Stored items
// 该文件是 Shanan （山南西风） 项目的一部分。
// src/record.rs - 单帧检测记录
//
// 本文件根据 Apache 许可证第 2.0 版（以下简称“许可证”）授权使用；
// 除非遵守该许可证条款，否则您不得使用本文件。
// 您可通过以下网址获取许可证副本：
// http://www.apache.org/licenses/LICENSE-2.0
// 除非适用法律要求或书面同意，根据本许可协议分发的软件均按“原样”提供，
// 不附带任何形式的明示或暗示的保证或条件。
// 有关许可权限与限制的具体条款，请参阅本许可协议。
//
// Copyright (C) 2026 Johann Li <me@qinka.pro>, Wareless Group

use serde::Deserialize;

use crate::error::ShapeError;

/// 关键点轨迹的扁平数组，按 目标 -> 轨迹 -> 关键点 顺序拼接
#[derive(Debug, Clone, Default, PartialEq)]
pub struct KeypointTracks {
  /// 每个目标的轨迹数，缺省时每个目标一条轨迹
  pub track_count: Option<Vec<u32>>,
  /// 每条轨迹的关键点数
  pub kpts_count: Vec<u32>,
  pub x: Vec<f64>,
  pub y: Vec<f64>,
  /// 关键点置信度，绘制时不使用
  pub score: Vec<f64>,
  /// 关键点标签编号，对应配置中的关键点标签表
  pub label_id: Vec<i64>,
}

/// 单帧检测结果，各数组按目标下标对齐
#[derive(Debug, Clone, Default, PartialEq, Deserialize)]
#[serde(try_from = "DetectionRecordWire")]
pub struct DetectionRecord {
  /// 以分隔符连接的类别名
  pub label: String,
  pub x: Vec<f64>,
  pub y: Vec<f64>,
  pub w: Vec<f64>,
  pub h: Vec<f64>,
  pub score: Vec<f64>,
  pub object_id: Option<Vec<i64>>,
  /// 以分隔符连接的属性
  pub attribute: Option<String>,
  pub keypoints: Option<KeypointTracks>,
}

impl DetectionRecord {
  pub fn new(
    label: impl Into<String>,
    x: Vec<f64>,
    y: Vec<f64>,
    w: Vec<f64>,
    h: Vec<f64>,
    score: Vec<f64>,
  ) -> Self {
    Self {
      label: label.into(),
      x,
      y,
      w,
      h,
      score,
      ..Default::default()
    }
  }

  pub fn with_object_ids(mut self, object_id: Vec<i64>) -> Self {
    self.object_id = Some(object_id);
    self
  }

  pub fn with_attribute(mut self, attribute: impl Into<String>) -> Self {
    self.attribute = Some(attribute.into());
    self
  }

  pub fn with_keypoints(mut self, keypoints: KeypointTracks) -> Self {
    self.keypoints = Some(keypoints);
    self
  }

  pub fn object_count(&self) -> usize {
    self.x.len()
  }

  pub fn is_empty(&self) -> bool {
    self.x.is_empty()
  }

  pub fn labels<'a>(&'a self, separator: &str) -> Vec<&'a str> {
    self.label.split(separator).collect()
  }

  pub fn attributes<'a>(&'a self, separator: &str) -> Option<Vec<&'a str>> {
    self
      .attribute
      .as_deref()
      .map(|attribute| attribute.split(separator).collect())
  }

  /// 校验目标数组的形状，关键点数组由轨迹解码时校验
  pub fn validate(&self, separator: &str) -> Result<(), ShapeError> {
    let n = self.object_count();

    for (field, len) in [
      ("y", self.y.len()),
      ("w", self.w.len()),
      ("h", self.h.len()),
      ("score", self.score.len()),
    ] {
      check_len(field, n, len)?;
    }

    if let Some(object_id) = &self.object_id {
      check_len("object_id", n, object_id.len())?;
    }

    // 没有目标时标签字段可以是空串
    if n == 0 {
      return Ok(());
    }

    let labels = self.labels(separator).len();
    if labels != n {
      return Err(ShapeError::TokenCountMismatch {
        field: "label",
        expected: n,
        actual: labels,
      });
    }

    if let Some(attributes) = self.attributes(separator)
      && attributes.len() != n
    {
      return Err(ShapeError::TokenCountMismatch {
        field: "attribute",
        expected: n,
        actual: attributes.len(),
      });
    }

    Ok(())
  }
}

fn check_len(field: &'static str, expected: usize, actual: usize) -> Result<(), ShapeError> {
  if expected != actual {
    return Err(ShapeError::LengthMismatch {
      field,
      expected,
      actual,
    });
  }
  Ok(())
}

/// 流数据中的记录格式
#[derive(Debug, Default, Deserialize)]
#[serde(default)]
struct DetectionRecordWire {
  label: Option<String>,
  x: Option<Vec<f64>>,
  y: Option<Vec<f64>>,
  w: Option<Vec<f64>>,
  h: Option<Vec<f64>>,
  score: Option<Vec<f64>>,
  object_id: Option<Vec<i64>>,
  attribute: Option<String>,
  object_track_count: Option<Vec<u32>>,
  object_track_kpts_count: Option<Vec<u32>>,
  object_track_kpts_x: Option<Vec<f64>>,
  object_track_kpts_y: Option<Vec<f64>>,
  object_track_kpts_score: Option<Vec<f64>>,
  object_track_kpts_label_id: Option<Vec<i64>>,
}

impl TryFrom<DetectionRecordWire> for DetectionRecord {
  type Error = ShapeError;

  fn try_from(wire: DetectionRecordWire) -> Result<Self, Self::Error> {
    // 以关键点 x 坐标是否存在作为关键点数据存在的依据
    let keypoints = match wire.object_track_kpts_x {
      Some(x) => Some(KeypointTracks {
        track_count: wire.object_track_count,
        kpts_count: wire
          .object_track_kpts_count
          .ok_or(ShapeError::MissingKeypointField("object_track_kpts_count"))?,
        x,
        y: wire
          .object_track_kpts_y
          .ok_or(ShapeError::MissingKeypointField("object_track_kpts_y"))?,
        score: wire
          .object_track_kpts_score
          .ok_or(ShapeError::MissingKeypointField("object_track_kpts_score"))?,
        label_id: wire
          .object_track_kpts_label_id
          .ok_or(ShapeError::MissingKeypointField("object_track_kpts_label_id"))?,
      }),
      None => None,
    };

    Ok(DetectionRecord {
      label: wire.label.unwrap_or_default(),
      x: wire.x.unwrap_or_default(),
      y: wire.y.unwrap_or_default(),
      w: wire.w.unwrap_or_default(),
      h: wire.h.unwrap_or_default(),
      score: wire.score.unwrap_or_default(),
      object_id: wire.object_id,
      attribute: wire.attribute,
      keypoints,
    })
  }
}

_Your assignment_:
Within the entries above, find each line where "MissingKeypointField" appears; copy every one.

_Written response_:
          .ok_or(ShapeError::MissingKeypointField("object_track_kpts_count"))?,
          .ok_or(ShapeError::MissingKeypointField("object_track_kpts_y"))?,
          .ok_or(ShapeError::MissingKeypointField("object_track_kpts_score"))?,
          .ok_or(ShapeError::MissingKeypointField("object_track_kpts_label_id"))?,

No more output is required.